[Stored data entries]
══════════

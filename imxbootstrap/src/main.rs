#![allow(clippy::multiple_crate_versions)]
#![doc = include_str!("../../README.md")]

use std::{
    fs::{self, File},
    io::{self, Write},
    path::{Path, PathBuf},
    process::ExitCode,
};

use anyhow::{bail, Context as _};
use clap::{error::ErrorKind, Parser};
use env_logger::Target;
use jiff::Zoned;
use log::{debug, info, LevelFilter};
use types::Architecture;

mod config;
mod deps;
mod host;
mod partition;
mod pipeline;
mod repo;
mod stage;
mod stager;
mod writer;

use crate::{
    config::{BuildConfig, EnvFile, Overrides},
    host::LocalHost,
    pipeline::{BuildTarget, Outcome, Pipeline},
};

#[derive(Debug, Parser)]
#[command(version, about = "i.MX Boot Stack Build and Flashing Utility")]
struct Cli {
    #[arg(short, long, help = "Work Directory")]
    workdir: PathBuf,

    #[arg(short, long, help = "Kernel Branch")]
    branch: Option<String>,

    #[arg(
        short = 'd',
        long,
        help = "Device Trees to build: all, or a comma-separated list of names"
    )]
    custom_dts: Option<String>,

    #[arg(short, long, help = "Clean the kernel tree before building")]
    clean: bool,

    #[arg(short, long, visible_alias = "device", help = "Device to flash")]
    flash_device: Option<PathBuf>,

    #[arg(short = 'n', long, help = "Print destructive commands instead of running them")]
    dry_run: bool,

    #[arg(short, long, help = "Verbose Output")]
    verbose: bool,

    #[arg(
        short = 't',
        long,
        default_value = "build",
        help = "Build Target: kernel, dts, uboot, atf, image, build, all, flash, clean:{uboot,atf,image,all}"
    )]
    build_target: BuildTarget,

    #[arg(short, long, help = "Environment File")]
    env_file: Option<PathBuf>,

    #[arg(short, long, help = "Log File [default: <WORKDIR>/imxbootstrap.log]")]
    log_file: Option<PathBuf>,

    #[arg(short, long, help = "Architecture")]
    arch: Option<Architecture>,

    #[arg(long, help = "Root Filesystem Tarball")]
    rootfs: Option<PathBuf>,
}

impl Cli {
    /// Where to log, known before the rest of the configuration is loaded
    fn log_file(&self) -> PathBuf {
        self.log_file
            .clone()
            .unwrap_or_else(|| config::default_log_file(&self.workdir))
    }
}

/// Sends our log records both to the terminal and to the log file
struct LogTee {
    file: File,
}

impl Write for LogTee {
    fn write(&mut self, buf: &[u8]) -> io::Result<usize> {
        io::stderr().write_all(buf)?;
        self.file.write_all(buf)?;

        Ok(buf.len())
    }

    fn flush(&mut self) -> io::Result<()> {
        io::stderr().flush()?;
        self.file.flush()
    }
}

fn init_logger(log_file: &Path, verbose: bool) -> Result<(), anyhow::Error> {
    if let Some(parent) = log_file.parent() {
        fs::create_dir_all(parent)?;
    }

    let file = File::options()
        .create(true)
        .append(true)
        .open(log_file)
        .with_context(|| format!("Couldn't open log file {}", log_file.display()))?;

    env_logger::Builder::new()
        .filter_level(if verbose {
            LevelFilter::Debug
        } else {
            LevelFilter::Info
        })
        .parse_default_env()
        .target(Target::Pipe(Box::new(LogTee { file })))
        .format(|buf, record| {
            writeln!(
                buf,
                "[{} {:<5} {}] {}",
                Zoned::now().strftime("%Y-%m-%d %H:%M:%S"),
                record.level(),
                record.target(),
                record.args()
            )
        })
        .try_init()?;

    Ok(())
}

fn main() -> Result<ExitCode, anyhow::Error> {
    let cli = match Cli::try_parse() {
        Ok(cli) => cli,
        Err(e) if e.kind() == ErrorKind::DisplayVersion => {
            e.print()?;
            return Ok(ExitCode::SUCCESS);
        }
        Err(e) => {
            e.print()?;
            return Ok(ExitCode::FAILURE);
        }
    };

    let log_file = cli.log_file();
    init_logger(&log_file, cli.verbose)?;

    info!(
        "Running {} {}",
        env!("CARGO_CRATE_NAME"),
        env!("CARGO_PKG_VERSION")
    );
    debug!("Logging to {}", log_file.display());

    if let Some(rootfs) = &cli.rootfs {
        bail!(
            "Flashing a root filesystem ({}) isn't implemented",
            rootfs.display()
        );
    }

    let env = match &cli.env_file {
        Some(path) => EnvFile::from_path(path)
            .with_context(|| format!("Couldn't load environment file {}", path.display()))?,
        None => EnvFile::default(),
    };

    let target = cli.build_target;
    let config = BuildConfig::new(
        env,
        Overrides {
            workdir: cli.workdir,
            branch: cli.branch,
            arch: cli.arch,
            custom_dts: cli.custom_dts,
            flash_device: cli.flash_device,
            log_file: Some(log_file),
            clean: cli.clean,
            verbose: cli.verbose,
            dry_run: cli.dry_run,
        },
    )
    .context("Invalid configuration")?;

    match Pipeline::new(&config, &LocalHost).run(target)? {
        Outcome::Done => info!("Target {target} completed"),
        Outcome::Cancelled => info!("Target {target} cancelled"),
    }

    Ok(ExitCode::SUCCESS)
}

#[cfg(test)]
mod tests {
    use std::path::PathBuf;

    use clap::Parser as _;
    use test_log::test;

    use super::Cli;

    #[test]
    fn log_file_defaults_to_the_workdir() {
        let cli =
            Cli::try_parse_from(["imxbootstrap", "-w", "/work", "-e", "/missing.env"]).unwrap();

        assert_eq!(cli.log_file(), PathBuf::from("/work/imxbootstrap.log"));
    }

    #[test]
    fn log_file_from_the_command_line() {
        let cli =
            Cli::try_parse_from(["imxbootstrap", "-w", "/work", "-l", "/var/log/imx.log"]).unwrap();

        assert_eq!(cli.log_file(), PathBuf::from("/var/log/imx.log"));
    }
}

══════════

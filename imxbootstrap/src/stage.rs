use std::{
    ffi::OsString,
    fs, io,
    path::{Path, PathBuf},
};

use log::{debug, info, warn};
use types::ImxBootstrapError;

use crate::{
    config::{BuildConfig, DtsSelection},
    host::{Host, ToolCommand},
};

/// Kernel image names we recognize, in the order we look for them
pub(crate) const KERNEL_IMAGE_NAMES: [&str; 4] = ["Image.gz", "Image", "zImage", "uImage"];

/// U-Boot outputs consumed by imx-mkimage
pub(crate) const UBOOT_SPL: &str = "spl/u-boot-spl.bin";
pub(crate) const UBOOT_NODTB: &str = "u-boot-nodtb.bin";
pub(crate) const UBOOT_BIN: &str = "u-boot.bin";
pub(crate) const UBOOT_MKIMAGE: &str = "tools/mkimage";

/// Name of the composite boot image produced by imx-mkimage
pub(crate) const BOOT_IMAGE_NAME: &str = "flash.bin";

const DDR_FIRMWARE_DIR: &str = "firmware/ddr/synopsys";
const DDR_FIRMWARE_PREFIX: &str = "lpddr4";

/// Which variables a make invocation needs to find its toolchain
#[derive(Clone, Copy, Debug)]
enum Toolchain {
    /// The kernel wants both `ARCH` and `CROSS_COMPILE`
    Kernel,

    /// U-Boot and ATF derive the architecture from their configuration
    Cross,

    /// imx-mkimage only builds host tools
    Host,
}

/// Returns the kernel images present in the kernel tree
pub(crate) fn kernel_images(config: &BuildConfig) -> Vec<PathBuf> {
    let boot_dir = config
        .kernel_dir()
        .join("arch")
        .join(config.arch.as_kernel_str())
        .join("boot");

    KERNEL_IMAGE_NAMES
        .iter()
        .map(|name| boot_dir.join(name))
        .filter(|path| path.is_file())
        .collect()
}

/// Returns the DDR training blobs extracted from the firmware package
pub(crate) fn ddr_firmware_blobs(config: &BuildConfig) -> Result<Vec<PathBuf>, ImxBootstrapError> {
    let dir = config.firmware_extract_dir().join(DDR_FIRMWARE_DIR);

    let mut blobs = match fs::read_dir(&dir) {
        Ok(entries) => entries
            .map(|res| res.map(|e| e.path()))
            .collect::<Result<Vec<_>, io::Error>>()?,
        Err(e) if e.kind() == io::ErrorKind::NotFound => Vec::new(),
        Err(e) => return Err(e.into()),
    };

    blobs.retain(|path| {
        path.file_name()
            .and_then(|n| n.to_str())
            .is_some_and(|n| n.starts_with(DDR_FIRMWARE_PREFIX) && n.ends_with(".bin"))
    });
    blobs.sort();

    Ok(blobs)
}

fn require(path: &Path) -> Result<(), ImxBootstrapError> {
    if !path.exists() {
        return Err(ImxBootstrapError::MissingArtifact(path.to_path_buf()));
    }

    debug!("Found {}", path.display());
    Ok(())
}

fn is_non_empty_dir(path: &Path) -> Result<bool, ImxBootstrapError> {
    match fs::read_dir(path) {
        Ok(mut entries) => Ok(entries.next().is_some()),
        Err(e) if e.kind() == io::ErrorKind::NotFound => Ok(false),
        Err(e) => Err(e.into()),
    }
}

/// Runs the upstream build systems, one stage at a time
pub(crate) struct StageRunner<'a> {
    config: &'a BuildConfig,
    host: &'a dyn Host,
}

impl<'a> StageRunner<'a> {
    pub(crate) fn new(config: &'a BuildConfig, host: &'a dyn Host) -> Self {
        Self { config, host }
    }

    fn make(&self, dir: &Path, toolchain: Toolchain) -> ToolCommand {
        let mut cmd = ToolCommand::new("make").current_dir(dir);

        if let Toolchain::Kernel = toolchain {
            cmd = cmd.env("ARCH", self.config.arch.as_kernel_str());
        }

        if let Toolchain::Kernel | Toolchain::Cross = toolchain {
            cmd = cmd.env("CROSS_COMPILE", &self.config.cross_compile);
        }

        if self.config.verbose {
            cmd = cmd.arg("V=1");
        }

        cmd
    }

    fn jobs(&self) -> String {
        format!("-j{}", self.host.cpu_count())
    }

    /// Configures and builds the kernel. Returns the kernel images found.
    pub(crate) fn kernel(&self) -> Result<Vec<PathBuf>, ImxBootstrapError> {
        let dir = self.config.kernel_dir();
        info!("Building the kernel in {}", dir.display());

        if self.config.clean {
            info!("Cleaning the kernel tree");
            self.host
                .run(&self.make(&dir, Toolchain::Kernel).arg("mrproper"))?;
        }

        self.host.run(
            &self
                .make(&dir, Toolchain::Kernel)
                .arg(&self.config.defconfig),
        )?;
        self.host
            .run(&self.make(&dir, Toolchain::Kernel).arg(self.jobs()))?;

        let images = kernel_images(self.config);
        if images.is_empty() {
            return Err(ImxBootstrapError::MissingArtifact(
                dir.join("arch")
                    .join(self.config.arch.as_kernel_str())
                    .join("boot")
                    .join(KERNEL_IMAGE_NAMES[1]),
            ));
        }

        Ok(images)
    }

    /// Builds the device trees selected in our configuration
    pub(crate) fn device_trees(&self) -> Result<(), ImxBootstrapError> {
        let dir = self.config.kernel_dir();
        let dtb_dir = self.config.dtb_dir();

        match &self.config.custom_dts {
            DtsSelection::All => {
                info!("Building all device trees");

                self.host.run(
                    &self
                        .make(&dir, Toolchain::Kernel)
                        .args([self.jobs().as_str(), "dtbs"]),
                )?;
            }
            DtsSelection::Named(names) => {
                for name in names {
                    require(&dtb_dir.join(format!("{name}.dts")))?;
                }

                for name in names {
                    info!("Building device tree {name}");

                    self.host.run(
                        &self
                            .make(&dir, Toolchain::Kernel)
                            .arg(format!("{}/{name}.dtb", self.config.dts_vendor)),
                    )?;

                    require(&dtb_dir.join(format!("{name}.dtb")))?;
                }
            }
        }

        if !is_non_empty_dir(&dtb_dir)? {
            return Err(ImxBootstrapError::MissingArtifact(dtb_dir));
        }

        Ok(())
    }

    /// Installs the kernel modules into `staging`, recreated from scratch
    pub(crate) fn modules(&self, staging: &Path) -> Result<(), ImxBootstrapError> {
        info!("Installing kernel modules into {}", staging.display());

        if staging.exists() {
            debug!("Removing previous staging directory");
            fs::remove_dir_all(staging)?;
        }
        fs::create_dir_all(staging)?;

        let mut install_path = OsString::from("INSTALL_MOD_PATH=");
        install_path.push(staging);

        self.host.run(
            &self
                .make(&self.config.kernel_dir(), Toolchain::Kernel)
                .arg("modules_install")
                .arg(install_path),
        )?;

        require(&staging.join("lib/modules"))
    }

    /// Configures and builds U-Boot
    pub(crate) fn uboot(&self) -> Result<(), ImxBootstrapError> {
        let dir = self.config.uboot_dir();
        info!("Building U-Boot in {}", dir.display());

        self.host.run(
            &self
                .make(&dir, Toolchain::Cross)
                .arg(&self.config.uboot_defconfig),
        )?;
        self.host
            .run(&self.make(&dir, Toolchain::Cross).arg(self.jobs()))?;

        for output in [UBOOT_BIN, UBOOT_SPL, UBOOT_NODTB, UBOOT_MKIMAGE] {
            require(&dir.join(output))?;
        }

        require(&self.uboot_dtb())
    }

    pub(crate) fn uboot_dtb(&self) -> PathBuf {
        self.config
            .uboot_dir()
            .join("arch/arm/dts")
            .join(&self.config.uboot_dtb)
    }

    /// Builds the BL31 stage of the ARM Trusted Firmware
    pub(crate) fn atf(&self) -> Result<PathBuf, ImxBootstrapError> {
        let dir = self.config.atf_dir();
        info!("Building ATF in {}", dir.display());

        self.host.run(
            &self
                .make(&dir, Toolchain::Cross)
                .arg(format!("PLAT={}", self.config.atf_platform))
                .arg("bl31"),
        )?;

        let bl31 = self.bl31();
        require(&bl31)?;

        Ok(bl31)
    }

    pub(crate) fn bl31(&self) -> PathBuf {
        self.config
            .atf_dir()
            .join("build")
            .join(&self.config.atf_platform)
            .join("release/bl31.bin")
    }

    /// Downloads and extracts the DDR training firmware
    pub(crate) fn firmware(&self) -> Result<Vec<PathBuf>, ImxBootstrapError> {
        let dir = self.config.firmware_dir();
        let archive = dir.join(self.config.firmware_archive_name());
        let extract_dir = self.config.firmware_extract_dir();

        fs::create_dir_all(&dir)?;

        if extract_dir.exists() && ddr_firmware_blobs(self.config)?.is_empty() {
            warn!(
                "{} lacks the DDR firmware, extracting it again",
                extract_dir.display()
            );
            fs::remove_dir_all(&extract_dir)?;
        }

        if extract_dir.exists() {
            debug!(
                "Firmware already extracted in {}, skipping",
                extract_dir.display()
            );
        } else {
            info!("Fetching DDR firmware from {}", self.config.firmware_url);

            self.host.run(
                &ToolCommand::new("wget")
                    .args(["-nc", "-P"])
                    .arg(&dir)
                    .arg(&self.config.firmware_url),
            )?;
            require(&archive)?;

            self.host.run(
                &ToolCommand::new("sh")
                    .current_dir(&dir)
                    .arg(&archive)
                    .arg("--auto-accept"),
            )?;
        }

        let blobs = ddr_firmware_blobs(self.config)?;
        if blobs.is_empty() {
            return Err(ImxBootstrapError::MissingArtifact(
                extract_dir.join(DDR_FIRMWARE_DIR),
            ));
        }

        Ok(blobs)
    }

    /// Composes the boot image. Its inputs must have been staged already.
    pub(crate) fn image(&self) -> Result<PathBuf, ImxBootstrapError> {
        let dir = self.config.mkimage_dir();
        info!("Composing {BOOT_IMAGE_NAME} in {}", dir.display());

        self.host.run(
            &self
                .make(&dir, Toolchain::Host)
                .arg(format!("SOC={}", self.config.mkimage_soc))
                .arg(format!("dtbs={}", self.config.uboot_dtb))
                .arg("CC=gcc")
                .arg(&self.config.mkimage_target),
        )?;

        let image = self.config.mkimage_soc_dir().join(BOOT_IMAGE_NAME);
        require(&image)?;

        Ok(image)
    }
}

══════════

Exercise requirements:
Respond with only the number of lines above that include the string "jobs".

Finished exercise:
4